Check each line of the entries below for the string "before"; copy every line where it appears.

━━━━━ Available data ━━━━━

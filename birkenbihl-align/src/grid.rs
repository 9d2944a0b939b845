//! Column + pool projection of a sentence for drag-and-drop editing
//!
//! Each source word gets one column holding the target words assigned to it;
//! target words not claimed by any column sit in the unassigned pool. A grid
//! with empty columns is still fully editable; emptiness only blocks
//! [`GridState::save`].

use serde::{Deserialize, Serialize};
use std::collections::HashSet;

use crate::error::{AlignError, AlignResult};
use crate::model::{COMPOUND_SEPARATOR, Sentence, WordAlignment};
use crate::text::{extract_normalized_words, split_hyphenated, tokenize_clean};

#[derive(Debug, Clone, PartialEq, Eq, Default, Serialize, Deserialize)]
pub struct ColumnState {
    pub source_word: String,
    #[serde(default)]
    pub assigned_words: Vec<String>,
}

impl ColumnState {
    pub fn new(source_word: &str) -> Self {
        ColumnState {
            source_word: source_word.to_string(),
            assigned_words: Vec::new(),
        }
    }

    pub fn is_empty(&self) -> bool {
        self.assigned_words.is_empty()
    }
}

/// Where a dragged word lives
#[derive(Debug, Clone, Copy, PartialEq, Eq)]
pub enum Slot {
    Column(usize),
    Unassigned,
}

#[derive(Debug, Clone, PartialEq, Eq, Default, Serialize, Deserialize)]
pub struct GridState {
    pub columns: Vec<ColumnState>,
    #[serde(default)]
    pub unassigned_words: Vec<String>,
}

impl GridState {
    /// Project a sentence into columns and an unassigned pool.
    ///
    /// Columns follow the first appearance of each source word in the source
    /// text; a repeated source word still gets a single column. Alignments
    /// whose source word does not occur in the text get trailing columns so
    /// nothing is lost.
    pub fn build(sentence: &Sentence) -> GridState {
        let mut columns: Vec<ColumnState> = Vec::new();

        for token in tokenize_clean(&sentence.source_text) {
            if !columns.iter().any(|c| c.source_word == token) {
                columns.push(ColumnState::new(&token));
            }
        }

        for alignment in sentence.alignments_by_position() {
            let key = column_key(&alignment.source_word);
            let idx = match columns.iter().position(|c| c.source_word == key) {
                Some(idx) => idx,
                None => {
                    columns.push(ColumnState::new(&key));
                    columns.len() - 1
                }
            };
            columns[idx]
                .assigned_words
                .extend(split_hyphenated(&alignment.target_word));
        }

        // Words recovered from alignments always land in their column, so only
        // the natural translation can contribute unclaimed words.
        let claimed: HashSet<String> = columns
            .iter()
            .flat_map(|c| c.assigned_words.iter())
            .map(|w| w.to_lowercase())
            .collect();
        let mut seen = HashSet::new();
        let unassigned_words = extract_normalized_words(&sentence.natural_translation)
            .into_iter()
            .filter(|w| !claimed.contains(w) && seen.insert(w.clone()))
            .collect();

        GridState {
            columns,
            unassigned_words,
        }
    }

    /// Every column has at least one assigned word
    pub fn is_valid(&self) -> bool {
        self.columns.iter().all(|c| !c.is_empty())
    }

    /// Source words of empty columns, in column order
    pub fn get_error_columns(&self) -> Vec<String> {
        self.columns
            .iter()
            .filter(|c| c.is_empty())
            .map(|c| c.source_word.clone())
            .collect()
    }

    pub fn column(&self, source_word: &str) -> Option<&ColumnState> {
        self.columns.iter().find(|c| c.source_word == source_word)
    }

    /// Encode the columns: empty columns are skipped, words hyphen-joined,
    /// positions renumbered from 0.
    pub fn to_word_alignments(&self) -> Vec<WordAlignment> {
        self.columns
            .iter()
            .filter(|c| !c.is_empty())
            .enumerate()
            .map(|(position, column)| WordAlignment {
                source_word: column.source_word.clone(),
                target_word: column.assigned_words.join(COMPOUND_SEPARATOR),
                position,
            })
            .collect()
    }

    /// Move the first occurrence of `word` from one slot to another, inserting
    /// at `index` (clamped to the target length) or appending.
    ///
    /// Returns `false` without touching the grid if a column index is out of
    /// range or `word` is not in `from`.
    pub fn move_word(&mut self, word: &str, from: Slot, to: Slot, index: Option<usize>) -> bool {
        if !self.slot_exists(from) || !self.slot_exists(to) {
            return false;
        }
        let source = self.slot_mut(from);
        let Some(pos) = source.iter().position(|w| w == word) else {
            return false;
        };
        let moved = source.remove(pos);

        let target = self.slot_mut(to);
        let at = index.unwrap_or(target.len()).min(target.len());
        target.insert(at, moved);
        true
    }

    /// Reorder a word within one column
    pub fn reorder_word(&mut self, column: usize, from_index: usize, to_index: usize) -> bool {
        let Some(col) = self.columns.get_mut(column) else {
            return false;
        };
        let words = &mut col.assigned_words;
        if from_index >= words.len() || to_index >= words.len() {
            return false;
        }
        let word = words.remove(from_index);
        words.insert(to_index, word);
        true
    }

    /// The save action: refused while any column is empty, then gated by the
    /// full alignment validators against `sentence`.
    pub fn save(&self, sentence: &Sentence) -> AlignResult<Sentence> {
        let empty = self.get_error_columns();
        if !empty.is_empty() {
            return Err(AlignError::UnmappedSourceWords(empty));
        }
        sentence.with_alignments(self.to_word_alignments())
    }

    fn slot_exists(&self, slot: Slot) -> bool {
        match slot {
            Slot::Column(idx) => idx < self.columns.len(),
            Slot::Unassigned => true,
        }
    }

    fn slot_mut(&mut self, slot: Slot) -> &mut Vec<String> {
        match slot {
            Slot::Column(idx) => &mut self.columns[idx].assigned_words,
            Slot::Unassigned => &mut self.unassigned_words,
        }
    }
}

/// Alignment source words are matched against cleaned source-text tokens.
/// A multi-word source such as `"por favor"` keeps its whole trimmed text.
fn column_key(source_word: &str) -> String {
    let mut tokens = tokenize_clean(source_word);
    if tokens.len() == 1 {
        tokens.remove(0)
    } else {
        source_word.trim().to_string()
    }
}

#[cfg(test)]
mod tests {
    use super::*;
    use crate::validation::normalized_alignment_words;

    fn sentence() -> Sentence {
        Sentence::new(
            "Yo te extrañaré.",
            "Ich werde dich vermissen.",
            vec![
                WordAlignment::new("Yo", "Ich", 0),
                WordAlignment::new("te", "dich", 1),
                WordAlignment::new("extrañaré", "werde-vermissen", 2),
            ],
        )
    }

    #[test]
    fn test_build_columns_follow_source_text() {
        let grid = GridState::build(&sentence());
        let sources: Vec<&str> = grid.columns.iter().map(|c| c.source_word.as_str()).collect();
        assert_eq!(sources, vec!["Yo", "te", "extrañaré"]);
        assert_eq!(
            grid.column("extrañaré").unwrap().assigned_words,
            vec!["werde", "vermissen"]
        );
        assert!(grid.unassigned_words.is_empty());
        assert!(grid.is_valid());
    }

    #[test]
    fn test_build_unassigned_pool() {
        let s = Sentence::new(
            "Yo te extrañaré",
            "Ich werde dich vermissen, dich!",
            vec![WordAlignment::new("Yo", "Ich", 0)],
        );
        let grid = GridState::build(&s);
        assert_eq!(grid.unassigned_words, vec!["werde", "dich", "vermissen"]);
        assert_eq!(grid.get_error_columns(), vec!["te", "extrañaré"]);
        assert!(!grid.is_valid());
    }

    #[test]
    fn test_repeated_source_word_gets_one_column() {
        let s = Sentence::new(
            "no no no",
            "nein nein nein",
            vec![WordAlignment::new("no", "nein", 0)],
        );
        let grid = GridState::build(&s);
        assert_eq!(grid.columns.len(), 1);
        assert_eq!(grid.columns[0].assigned_words, vec!["nein"]);
    }

    #[test]
    fn test_alignment_source_missing_from_text_gets_trailing_column() {
        let s = Sentence::new(
            "Hola",
            "Hallo Welt",
            vec![
                WordAlignment::new("Hola", "Hallo", 0),
                WordAlignment::new("mundo", "Welt", 1),
            ],
        );
        let grid = GridState::build(&s);
        assert_eq!(grid.columns.len(), 2);
        assert_eq!(grid.columns[1].source_word, "mundo");
    }

    #[test]
    fn test_multi_word_source_keeps_its_name() {
        let s = Sentence::new(
            "Gracias, por favor",
            "Danke bitte",
            vec![
                WordAlignment::new("Gracias", "Danke", 0),
                WordAlignment::new("por favor", "bitte", 1),
            ],
        );
        let grid = GridState::build(&s);
        assert_eq!(grid.column("por favor").unwrap().assigned_words, vec!["bitte"]);
        assert!(grid.column("por").unwrap().is_empty());

        let alignments = grid.to_word_alignments();
        assert_eq!(alignments[1], WordAlignment::new("por favor", "bitte", 1));
    }

    #[test]
    fn test_round_trip_preserves_alignment_words() {
        let s = sentence();
        let alignments = GridState::build(&s).to_word_alignments();
        assert_eq!(
            normalized_alignment_words(&alignments),
            normalized_alignment_words(&s.word_alignments)
        );
        assert_eq!(alignments[2], WordAlignment::new("extrañaré", "werde-vermissen", 2));
    }

    #[test]
    fn test_to_word_alignments_skips_empty_columns() {
        let grid = GridState {
            columns: vec![
                ColumnState::new("a"),
                ColumnState {
                    source_word: "b".to_string(),
                    assigned_words: vec!["x".to_string(), "y".to_string()],
                },
            ],
            unassigned_words: vec![],
        };
        assert_eq!(grid.to_word_alignments(), vec![WordAlignment::new("b", "x-y", 0)]);
    }

    #[test]
    fn test_move_word_between_columns_and_pool() {
        let mut grid = GridState::build(&sentence());
        assert!(grid.move_word("dich", Slot::Column(1), Slot::Unassigned, None));
        assert_eq!(grid.unassigned_words, vec!["dich"]);
        assert_eq!(grid.get_error_columns(), vec!["te"]);

        // Invalid grids stay editable
        assert!(grid.move_word("vermissen", Slot::Column(2), Slot::Column(0), Some(0)));
        assert_eq!(grid.columns[0].assigned_words, vec!["vermissen", "Ich"]);

        assert!(grid.move_word("dich", Slot::Unassigned, Slot::Column(1), Some(99)));
        assert_eq!(grid.columns[1].assigned_words, vec!["dich"]);
        assert!(grid.unassigned_words.is_empty());
    }

    #[test]
    fn test_move_word_rejects_unknown_word_or_column() {
        let mut grid = GridState::build(&sentence());
        let before = grid.clone();
        assert!(!grid.move_word("Katze", Slot::Column(0), Slot::Unassigned, None));
        assert!(!grid.move_word("Ich", Slot::Column(0), Slot::Column(7), None));
        assert!(!grid.move_word("Ich", Slot::Column(9), Slot::Column(0), None));
        assert_eq!(grid, before);
    }

    #[test]
    fn test_reorder_word() {
        let mut grid = GridState::build(&sentence());
        assert!(grid.reorder_word(2, 1, 0));
        assert_eq!(grid.columns[2].assigned_words, vec!["vermissen", "werde"]);
        assert!(!grid.reorder_word(2, 0, 5));
        assert!(!grid.reorder_word(8, 0, 0));
    }

    #[test]
    fn test_save_blocked_by_empty_column() {
        let mut grid = GridState::build(&sentence());
        grid.move_word("dich", Slot::Column(1), Slot::Unassigned, None);
        match grid.save(&sentence()) {
            Err(AlignError::UnmappedSourceWords(words)) => assert_eq!(words, vec!["te"]),
            other => panic!("Expected UnmappedSourceWords, got {:?}", other),
        }
    }

    #[test]
    fn test_save_runs_validators() {
        let s = sentence();
        let saved = GridState::build(&s).save(&s).unwrap();
        assert_eq!(saved.word_alignments, s.word_alignments);

        let mut grid = GridState::build(&s);
        grid.columns[0].assigned_words = vec!["Du".to_string()];
        assert!(matches!(
            grid.save(&s),
            Err(AlignError::IncompleteAlignment { .. })
        ));
    }
}
//! Redistribution of merged generator responses
//!
//! A generator asked to translate N sentences independently sometimes answers
//! with a single merged response: one natural translation and one flat list of
//! word alignments spanning all N sentences. This module re-scopes such a
//! response back into one `Sentence` per source sentence.
//!
//! # Algorithm
//!
//! 1. Split the merged natural translation with [`split_into_sentences`]; the
//!    count must equal the number of source sentences.
//! 2. Walk the source sentences in order and consume, from the front of the
//!    alignment queue, exactly as many alignments as the sentence has
//!    whitespace-separated tokens (punctuation-only tokens such as `–` count).
//! 3. Each consumed alignment's source word must match (case-insensitively,
//!    ignoring surrounding punctuation) the sentence token at the same
//!    position.
//! 4. Renumber each sentence's alignments from 0.
//!
//! Matching is purely positional. Only sentence boundaries are reconstructed;
//! any failure means the caller should translate each sentence on its own
//! rather than guess (see [`redistribute_or_else`]).

use std::collections::VecDeque;

use tracing::{debug, warn};

use crate::error::{AlignError, AlignResult};
use crate::model::{MergedTranslation, Sentence, WordAlignment};
use crate::text::{normalize_word_for_matching, split_into_sentences, tokenize, tokenize_clean};

/// Split a merged response into one sentence per entry of `source_sentences`.
///
/// # Example
/// ```
/// use birkenbihl_align::{MergedTranslation, WordAlignment, redistribute};
///
/// let merged = MergedTranslation {
///     source_text: "Hello world. How are you".to_string(),
///     natural_translation: "Hallo Welt. Wie geht es dir".to_string(),
///     word_alignments: vec![
///         WordAlignment::new("Hello", "Hallo", 0),
///         WordAlignment::new("world", "Welt", 1),
///         WordAlignment::new("How", "Wie", 2),
///         WordAlignment::new("are", "geht-es", 3),
///         WordAlignment::new("you", "dir", 4),
///     ],
/// };
/// let sources = vec!["Hello world.".to_string(), "How are you".to_string()];
/// let sentences = redistribute(&merged, &sources).unwrap();
///
/// assert_eq!(sentences[0].natural_translation, "Hallo Welt.");
/// assert_eq!(sentences[1].word_alignments[1].target_word, "geht-es");
/// assert_eq!(sentences[1].word_alignments[1].position, 1);
/// ```
pub fn redistribute(
    merged: &MergedTranslation,
    source_sentences: &[String],
) -> AlignResult<Vec<Sentence>> {
    let natural_sentences = split_into_sentences(&merged.natural_translation);
    if natural_sentences.len() != source_sentences.len() {
        return Err(AlignError::SentenceCountMismatch {
            expected: source_sentences.len(),
            actual: natural_sentences.len(),
            natural_sentences,
        });
    }

    let mut queue: VecDeque<&WordAlignment> = merged.word_alignments.iter().collect();
    let mut sentences = Vec::with_capacity(source_sentences.len());

    for (sentence_index, (source, natural)) in
        source_sentences.iter().zip(natural_sentences).enumerate()
    {
        let words = tokenize(source);
        if queue.len() < words.len() {
            return Err(AlignError::AlignmentsExhausted {
                sentence_index,
                needed: words.len(),
                remaining: queue.len(),
            });
        }

        let mut word_alignments = Vec::with_capacity(words.len());
        for (position, expected) in words.iter().enumerate() {
            // Length was checked above
            let Some(alignment) = queue.pop_front() else {
                break;
            };
            if !same_source_word(&alignment.source_word, expected) {
                return Err(AlignError::SourceWordMismatch {
                    sentence_index,
                    position,
                    expected: expected.clone(),
                    found: alignment.source_word.clone(),
                });
            }
            word_alignments.push(WordAlignment {
                source_word: alignment.source_word.clone(),
                target_word: alignment.target_word.clone(),
                position,
            });
        }

        debug!(
            sentence_index,
            alignments = word_alignments.len(),
            "redistributed sentence"
        );
        sentences.push(Sentence {
            source_text: source.clone(),
            natural_translation: natural,
            word_alignments,
        });
    }

    if !queue.is_empty() {
        return Err(AlignError::UnconsumedAlignments(
            queue.iter().map(|a| a.source_word.clone()).collect(),
        ));
    }

    Ok(sentences)
}

/// Redistribute, or fall back to translating each source sentence on its own.
///
/// `fallback` is called once per source sentence, in order, only when
/// redistribution fails. Its first error is returned.
pub fn redistribute_or_else<F, E>(
    merged: &MergedTranslation,
    source_sentences: &[String],
    mut fallback: F,
) -> Result<Vec<Sentence>, E>
where
    F: FnMut(&str) -> Result<Sentence, E>,
{
    match redistribute(merged, source_sentences) {
        Ok(sentences) => Ok(sentences),
        Err(e) => {
            warn!(
                error = %e,
                sentences = source_sentences.len(),
                "redistribution failed, translating sentences individually"
            );
            source_sentences.iter().map(|s| fallback(s.as_str())).collect()
        }
    }
}

/// Compare with surrounding punctuation removed, so `"world."` matches
/// `"World"` and a lone `"–"` matches itself
fn same_source_word(found: &str, expected: &str) -> bool {
    let clean = |word: &str| {
        let cleaned = tokenize_clean(word).join(" ");
        if cleaned.is_empty() {
            normalize_word_for_matching(word)
        } else {
            normalize_word_for_matching(&cleaned)
        }
    };
    clean(found) == clean(expected)
}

━━━━━

Expected answer >>
        let before = grid.clone();
        assert_eq!(grid, before);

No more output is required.